• _Extracted records_:
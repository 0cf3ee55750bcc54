use std::rc::Rc;

use alloy_primitives::Address;
use dioxus::prelude::*;
use nft_market_api::prelude::*;

use super::LoadState;
use crate::WalletState;

#[derive(Clone, Debug, Default, PartialEq)]
pub struct MarketStats {
    pub stats: Option<MarketplaceStatEntity>,
    pub listings: Vec<ListingEntity>,
    pub purchases: Vec<PurchaseEntity>,
    pub user: Option<UserEntity>,
}

/// Subgraph dashboard data, refreshed on a timer and on demand. Responses
/// that arrive after a newer request was issued are dropped.
#[derive(Clone)]
pub struct StatsPoller {
    state: Signal<LoadState<MarketStats>>,
    sequence: Rc<RequestSequence>,
    config: MarketConfig,
    wallet: Signal<WalletState>,
    page: Signal<Page>,
}

impl StatsPoller {
    pub fn state(&self) -> Signal<LoadState<MarketStats>> {
        self.state
    }

    pub fn refresh(&self) {
        let poller = self.clone();
        spawn(async move {
            poller.fetch().await;
        });
    }

    async fn fetch(&self) {
        let ticket = self.sequence.issue();
        let me = self.wallet.peek().address;
        let page = *self.page.peek();
        let mut state = self.state;
        state.write().loading = true;

        let result = fetch_stats(&self.config, me, page).await;
        if !self.sequence.is_current(ticket) {
            tracing::debug!("Dropping stale dashboard response");
            return;
        }
        state.write().apply(result);
    }
}

async fn fetch_stats(
    config: &MarketConfig,
    me: Option<Address>,
    page: Page,
) -> Result<MarketStats, MarketError> {
    let subgraph = SubgraphClient::new(&config.subgraph_url);
    let (stats, listings, purchases) = futures::join!(
        subgraph.marketplace_stats(),
        subgraph.active_listings(Page::default()),
        subgraph.purchase_history(None, page),
    );
    let user = match me {
        Some(address) => subgraph.user_stats(&address.to_string()).await?,
        None => None,
    };
    Ok(MarketStats {
        stats: stats?,
        listings: listings?,
        purchases: purchases?,
        user,
    })
}

pub fn use_market_stats(page: Signal<Page>) -> StatsPoller {
    let wallet = use_context::<Signal<WalletState>>();
    let config = use_context::<MarketConfig>();
    let state = use_signal(|| LoadState {
        loading: true,
        ..LoadState::default()
    });
    let poller = use_hook(|| StatsPoller {
        state,
        sequence: Rc::new(RequestSequence::new()),
        config,
        wallet,
        page,
    });

    // Timer refresh; the task ends with the component.
    let timer = poller.clone();
    use_future(move || {
        let timer = timer.clone();
        async move {
            loop {
                gloo_timers::future::TimeoutFuture::new(POLL_INTERVAL_MS).await;
                timer.fetch().await;
            }
        }
    });

    // Immediate refresh on mount and whenever the page or wallet changes.
    let trigger = poller.clone();
    use_effect(move || {
        let _ = page.read();
        let _ = wallet.read();
        trigger.refresh();
    });

    poller
}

• _Task instructions_:
Quote the data above from the line containing "-> Result<MarketStats, MarketError>" to the line containing "pub fn use_market_stats(page: Signal<Page>)", inclusive, and stop.

• _Final answer_:
) -> Result<MarketStats, MarketError> {
    let subgraph = SubgraphClient::new(&config.subgraph_url);
    let (stats, listings, purchases) = futures::join!(
        subgraph.marketplace_stats(),
        subgraph.active_listings(Page::default()),
        subgraph.purchase_history(None, page),
    );
    let user = match me {
        Some(address) => subgraph.user_stats(&address.to_string()).await?,
        None => None,
    };
    Ok(MarketStats {
        stats: stats?,
        listings: listings?,
        purchases: purchases?,
        user,
    })
}

pub fn use_market_stats(page: Signal<Page>) -> StatsPoller {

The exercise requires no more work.